» What you should do
Could you retype all of the data below exactly as given?

» Records for this task
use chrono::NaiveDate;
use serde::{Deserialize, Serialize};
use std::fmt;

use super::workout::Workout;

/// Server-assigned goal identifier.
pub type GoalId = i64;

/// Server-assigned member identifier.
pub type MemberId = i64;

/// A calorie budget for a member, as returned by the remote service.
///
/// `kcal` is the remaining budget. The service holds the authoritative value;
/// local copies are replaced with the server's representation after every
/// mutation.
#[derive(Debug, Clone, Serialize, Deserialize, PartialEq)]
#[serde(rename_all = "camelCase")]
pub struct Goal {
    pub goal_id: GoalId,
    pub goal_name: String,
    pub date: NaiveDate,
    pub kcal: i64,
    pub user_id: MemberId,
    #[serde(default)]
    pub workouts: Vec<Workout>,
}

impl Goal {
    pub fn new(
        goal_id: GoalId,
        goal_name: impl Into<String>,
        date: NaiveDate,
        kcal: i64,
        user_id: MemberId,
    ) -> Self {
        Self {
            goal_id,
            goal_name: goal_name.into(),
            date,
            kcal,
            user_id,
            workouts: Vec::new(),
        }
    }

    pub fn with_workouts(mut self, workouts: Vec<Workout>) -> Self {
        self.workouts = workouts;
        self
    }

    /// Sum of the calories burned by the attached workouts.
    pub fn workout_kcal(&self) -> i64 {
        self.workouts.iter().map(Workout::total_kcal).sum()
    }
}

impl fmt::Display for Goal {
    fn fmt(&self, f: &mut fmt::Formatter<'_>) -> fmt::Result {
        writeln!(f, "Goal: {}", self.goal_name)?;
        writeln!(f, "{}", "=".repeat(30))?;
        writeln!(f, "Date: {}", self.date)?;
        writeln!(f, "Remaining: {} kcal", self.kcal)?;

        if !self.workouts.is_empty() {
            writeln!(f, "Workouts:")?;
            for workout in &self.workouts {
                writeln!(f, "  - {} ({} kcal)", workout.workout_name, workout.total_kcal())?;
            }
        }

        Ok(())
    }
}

» Response to the task
use chrono::NaiveDate;
use serde::{Deserialize, Serialize};
use std::fmt;

use super::workout::Workout;

/// Server-assigned goal identifier.
pub type GoalId = i64;

/// Server-assigned member identifier.
pub type MemberId = i64;

/// A calorie budget for a member, as returned by the remote service.
///
/// `kcal` is the remaining budget. The service holds the authoritative value;
/// local copies are replaced with the server's representation after every
/// mutation.
#[derive(Debug, Clone, Serialize, Deserialize, PartialEq)]
#[serde(rename_all = "camelCase")]
pub struct Goal {
    pub goal_id: GoalId,
    pub goal_name: String,
    pub date: NaiveDate,
    pub kcal: i64,
    pub user_id: MemberId,
    #[serde(default)]
    pub workouts: Vec<Workout>,
}

impl Goal {
    pub fn new(
        goal_id: GoalId,
        goal_name: impl Into<String>,
        date: NaiveDate,
        kcal: i64,
        user_id: MemberId,
    ) -> Self {
        Self {
            goal_id,
            goal_name: goal_name.into(),
            date,
            kcal,
            user_id,
            workouts: Vec::new(),
        }
    }

    pub fn with_workouts(mut self, workouts: Vec<Workout>) -> Self {
        self.workouts = workouts;
        self
    }

    /// Sum of the calories burned by the attached workouts.
    pub fn workout_kcal(&self) -> i64 {
        self.workouts.iter().map(Workout::total_kcal).sum()
    }
}

impl fmt::Display for Goal {
    fn fmt(&self, f: &mut fmt::Formatter<'_>) -> fmt::Result {
        writeln!(f, "Goal: {}", self.goal_name)?;
        writeln!(f, "{}", "=".repeat(30))?;
        writeln!(f, "Date: {}", self.date)?;
        writeln!(f, "Remaining: {} kcal", self.kcal)?;

        if !self.workouts.is_empty() {
            writeln!(f, "Workouts:")?;
            for workout in &self.workouts {
                writeln!(f, "  - {} ({} kcal)", workout.workout_name, workout.total_kcal())?;
            }
        }

        Ok(())
    }
}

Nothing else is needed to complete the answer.